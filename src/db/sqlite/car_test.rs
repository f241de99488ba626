//! Tests for SqliteCarRepository.

use crate::db::{
    Car, CarRepository, Database, DbError, Driver, DriverRepository, Id, Manufacturer,
    ManufacturerRepository, SqliteDatabase,
};

async fn setup_db() -> SqliteDatabase {
    let db = SqliteDatabase::in_memory()
        .await
        .expect("Failed to create in-memory database");
    db.migrate().await.expect("Migration should succeed");
    db
}

async fn create_manufacturer(db: &SqliteDatabase) -> Id {
    db.manufacturers()
        .create(&Manufacturer {
            id: 0,
            name: "Toyota".to_string(),
            country: "Japan".to_string(),
            created_at: String::new(),
            updated_at: String::new(),
        })
        .await
        .expect("Create manufacturer should succeed")
        .id
}

async fn create_driver(db: &SqliteDatabase, login: &str) -> Id {
    db.drivers()
        .create(&Driver {
            id: 0,
            name: login.to_string(),
            license_number: "FK2569".to_string(),
            login: login.to_string(),
            password_hash: "digest".to_string(),
            created_at: String::new(),
            updated_at: String::new(),
        })
        .await
        .expect("Create driver should succeed")
        .id
}

fn sample_car(manufacturer_id: Id, driver_ids: Vec<Id>) -> Car {
    Car {
        id: 0,
        model: "Corolla".to_string(),
        manufacturer_id,
        driver_ids,
        created_at: String::new(),
        updated_at: String::new(),
    }
}

#[tokio::test(flavor = "multi_thread")]
async fn create_car_with_drivers_and_get() {
    let db = setup_db().await;
    let manufacturer_id = create_manufacturer(&db).await;
    let alice = create_driver(&db, "alice").await;
    let bob = create_driver(&db, "bob").await;

    let created = db
        .cars()
        .create(&sample_car(manufacturer_id, vec![alice, bob]))
        .await
        .expect("Create should succeed");

    let retrieved = db.cars().get(created.id).await.expect("Get should succeed");
    assert_eq!(retrieved.model, "Corolla");
    assert_eq!(retrieved.manufacturer_id, manufacturer_id);
    assert_eq!(retrieved.driver_ids, vec![alice, bob]);
}

#[tokio::test(flavor = "multi_thread")]
async fn add_and_remove_driver() {
    let db = setup_db().await;
    let manufacturer_id = create_manufacturer(&db).await;
    let alice = create_driver(&db, "alice").await;

    let car = db
        .cars()
        .create(&sample_car(manufacturer_id, vec![]))
        .await
        .expect("Create should succeed");

    db.cars()
        .add_driver(car.id, alice)
        .await
        .expect("Add driver should succeed");
    assert_eq!(
        db.cars().get(car.id).await.expect("Get should succeed").driver_ids,
        vec![alice]
    );

    // Adding the same driver twice is a no-op
    db.cars()
        .add_driver(car.id, alice)
        .await
        .expect("Re-add should succeed");
    assert_eq!(
        db.cars().get(car.id).await.expect("Get should succeed").driver_ids,
        vec![alice]
    );

    db.cars()
        .remove_driver(car.id, alice)
        .await
        .expect("Remove driver should succeed");
    assert!(
        db.cars()
            .get(car.id)
            .await
            .expect("Get should succeed")
            .driver_ids
            .is_empty()
    );
}

#[tokio::test(flavor = "multi_thread")]
async fn add_driver_to_unknown_car_returns_not_found() {
    let db = setup_db().await;
    let alice = create_driver(&db, "alice").await;

    let result = db.cars().add_driver(777, alice).await;
    assert!(matches!(result, Err(DbError::NotFound { .. })));
}

#[tokio::test(flavor = "multi_thread")]
async fn add_unknown_driver_returns_not_found() {
    let db = setup_db().await;
    let manufacturer_id = create_manufacturer(&db).await;
    let car = db
        .cars()
        .create(&sample_car(manufacturer_id, vec![]))
        .await
        .expect("Create should succeed");

    let result = db.cars().add_driver(car.id, 777).await;
    assert!(matches!(result, Err(DbError::NotFound { .. })));
}

#[tokio::test(flavor = "multi_thread")]
async fn list_by_driver_returns_assigned_cars_only() {
    let db = setup_db().await;
    let manufacturer_id = create_manufacturer(&db).await;
    let alice = create_driver(&db, "alice").await;
    let bob = create_driver(&db, "bob").await;

    let assigned = db
        .cars()
        .create(&sample_car(manufacturer_id, vec![alice]))
        .await
        .expect("Create should succeed");
    db.cars()
        .create(&sample_car(manufacturer_id, vec![bob]))
        .await
        .expect("Create should succeed");

    let cars = db
        .cars()
        .list_by_driver(alice)
        .await
        .expect("List by driver should succeed");
    assert_eq!(cars.len(), 1);
    assert_eq!(cars[0].id, assigned.id);
}

#[tokio::test(flavor = "multi_thread")]
async fn update_replaces_driver_links() {
    let db = setup_db().await;
    let manufacturer_id = create_manufacturer(&db).await;
    let alice = create_driver(&db, "alice").await;
    let bob = create_driver(&db, "bob").await;

    let mut car = db
        .cars()
        .create(&sample_car(manufacturer_id, vec![alice]))
        .await
        .expect("Create should succeed");

    car.model = "Camry".to_string();
    car.driver_ids = vec![bob];
    db.cars().update(&car).await.expect("Update should succeed");

    let retrieved = db.cars().get(car.id).await.expect("Get should succeed");
    assert_eq!(retrieved.model, "Camry");
    assert_eq!(retrieved.driver_ids, vec![bob]);
}

#[tokio::test(flavor = "multi_thread")]
async fn deleted_driver_disappears_from_car() {
    let db = setup_db().await;
    let manufacturer_id = create_manufacturer(&db).await;
    let alice = create_driver(&db, "alice").await;

    let car = db
        .cars()
        .create(&sample_car(manufacturer_id, vec![alice]))
        .await
        .expect("Create should succeed");

    db.drivers()
        .delete(alice)
        .await
        .expect("Delete driver should succeed");

    let retrieved = db.cars().get(car.id).await.expect("Get should succeed");
    assert!(retrieved.driver_ids.is_empty());
}

#[tokio::test(flavor = "multi_thread")]
async fn soft_delete_hides_car() {
    let db = setup_db().await;
    let manufacturer_id = create_manufacturer(&db).await;
    let alice = create_driver(&db, "alice").await;

    let car = db
        .cars()
        .create(&sample_car(manufacturer_id, vec![alice]))
        .await
        .expect("Create should succeed");

    db.cars().delete(car.id).await.expect("Delete should succeed");

    assert!(matches!(
        db.cars().get(car.id).await,
        Err(DbError::NotFound { .. })
    ));
    assert!(
        db.cars()
            .list_by_driver(alice)
            .await
            .expect("List by driver should succeed")
            .is_empty()
    );
    let result = db.cars().list(None).await.expect("List should succeed");
    assert_eq!(result.total, 0);
}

:::

◆ THE TASK: The word to look for is "DbError"; copy out every line of the entries that holds it.

◆ RESPONSE TO THE TASK:
    Car, CarRepository, Database, DbError, Driver, DriverRepository, Id, Manufacturer,
    assert!(matches!(result, Err(DbError::NotFound { .. })));
    assert!(matches!(result, Err(DbError::NotFound { .. })));
        Err(DbError::NotFound { .. })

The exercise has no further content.